* Extracted data

----

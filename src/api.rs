//! HTTP client for the DysCover screening backend.
//!
//! Every call is a single request/response with no retries. Failures come
//! back as [`ApiError`], whose display string is what the screens show.

use std::path::Path;
use std::time::Duration;

use reqwest::multipart::{Form, Part};
use reqwest::{Response, Url};
use serde::de::DeserializeOwned;
use serde_json::{Map, Value};
use thiserror::Error;

use crate::models::{
    LearningQuestion, LearningResponse, PhrasePrompt, TestRecord, UsernameBody, WordPrompt,
};
use crate::session::Session;

const USER_AGENT: &str = concat!("dyscover/", env!("CARGO_PKG_VERSION"));
const FALLBACK_MIME: &str = "application/octet-stream";

#[derive(Debug, Error)]
pub enum ApiError {
    #[error("Invalid server URL: {0}")]
    InvalidUrl(String),

    #[error("Network error: {0}")]
    Network(String),

    #[error("Server returned {0}: {1}")]
    Status(u16, String),

    #[error("Could not read server response: {0}")]
    Decode(String),

    #[error("Could not use file: {0}")]
    Upload(String),
}

/// The five screening questions, in the order they are asked.
#[derive(Debug, Clone, Copy, PartialEq, Eq, Hash)]
pub enum Question {
    One,
    Two,
    Three,
    Four,
    Five,
}

/// What `GET /question_*` hands back.
#[derive(Debug, Clone, Copy, PartialEq, Eq)]
pub enum PromptKind {
    Audio,
    Word,
    Phrase,
}

#[derive(Debug, Clone, PartialEq, Eq)]
pub enum Prompt {
    Audio(Vec<u8>),
    Text(String),
}

impl Question {
    pub const ALL: [Question; 5] = [
        Question::One,
        Question::Two,
        Question::Three,
        Question::Four,
        Question::Five,
    ];

    pub fn number(self) -> usize {
        match self {
            Question::One => 1,
            Question::Two => 2,
            Question::Three => 3,
            Question::Four => 4,
            Question::Five => 5,
        }
    }

    pub fn next(self) -> Option<Question> {
        Question::ALL.get(self.number()).copied()
    }

    pub fn route(self) -> &'static str {
        match self {
            Question::One => "question_one",
            Question::Two => "question_two",
            Question::Three => "question_three",
            Question::Four => "question_four",
            Question::Five => "question_five",
        }
    }

    pub fn prompt_kind(self) -> PromptKind {
        match self {
            Question::One | Question::Two => PromptKind::Audio,
            Question::Three | Question::Four => PromptKind::Word,
            Question::Five => PromptKind::Phrase,
        }
    }

    /// JSON key for questions answered with text.
    pub fn answer_key(self) -> Option<&'static str> {
        match self {
            Question::One => Some("question_one_answer"),
            Question::Two => Some("question_two_answer"),
            _ => None,
        }
    }

    /// Multipart part name for questions answered with a file.
    pub fn upload_part(self) -> Option<&'static str> {
        match self {
            Question::Three | Question::Four => Some("audio"),
            Question::Five => Some("image"),
            _ => None,
        }
    }
}

/// A file read from disk for a multipart answer.
#[derive(Debug, Clone)]
pub struct Upload {
    pub file_name: String,
    pub mime: String,
    pub bytes: Vec<u8>,
}

impl Upload {
    pub fn new(file_name: impl Into<String>, bytes: Vec<u8>) -> Self {
        let mime = infer::get(&bytes)
            .map(|kind| kind.mime_type())
            .unwrap_or(FALLBACK_MIME)
            .to_string();
        Self {
            file_name: file_name.into(),
            mime,
            bytes,
        }
    }

    pub async fn read(path: &Path) -> Result<Self, ApiError> {
        let bytes = tokio::fs::read(path)
            .await
            .map_err(|e| ApiError::Upload(format!("{}: {e}", path.display())))?;
        if bytes.is_empty() {
            return Err(ApiError::Upload(format!("{} is empty", path.display())));
        }
        let file_name = path
            .file_name()
            .map(|n| n.to_string_lossy().into_owned())
            .unwrap_or_else(|| "upload".to_string());
        Ok(Self::new(file_name, bytes))
    }

    /// Reject files whose sniffed type clearly does not belong in `part`.
    /// Unrecognised content is let through.
    pub fn check_part(&self, part: &str) -> Result<(), ApiError> {
        if self.mime == FALLBACK_MIME {
            return Ok(());
        }
        let expected = match part {
            "image" => "image/",
            "audio" => "audio/",
            _ => return Ok(()),
        };
        // m4a voice memos sniff as video/mp4 containers
        let accepted = self.mime.starts_with(expected)
            || (part == "audio" && self.mime == "video/mp4");
        if accepted {
            Ok(())
        } else {
            Err(ApiError::Upload(format!(
                "{} looks like {}, expected {part}",
                self.file_name, self.mime
            )))
        }
    }
}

----

* Work required
Checking each line above, count the ones that hold the word "impl" and state the total alone.

* Result
3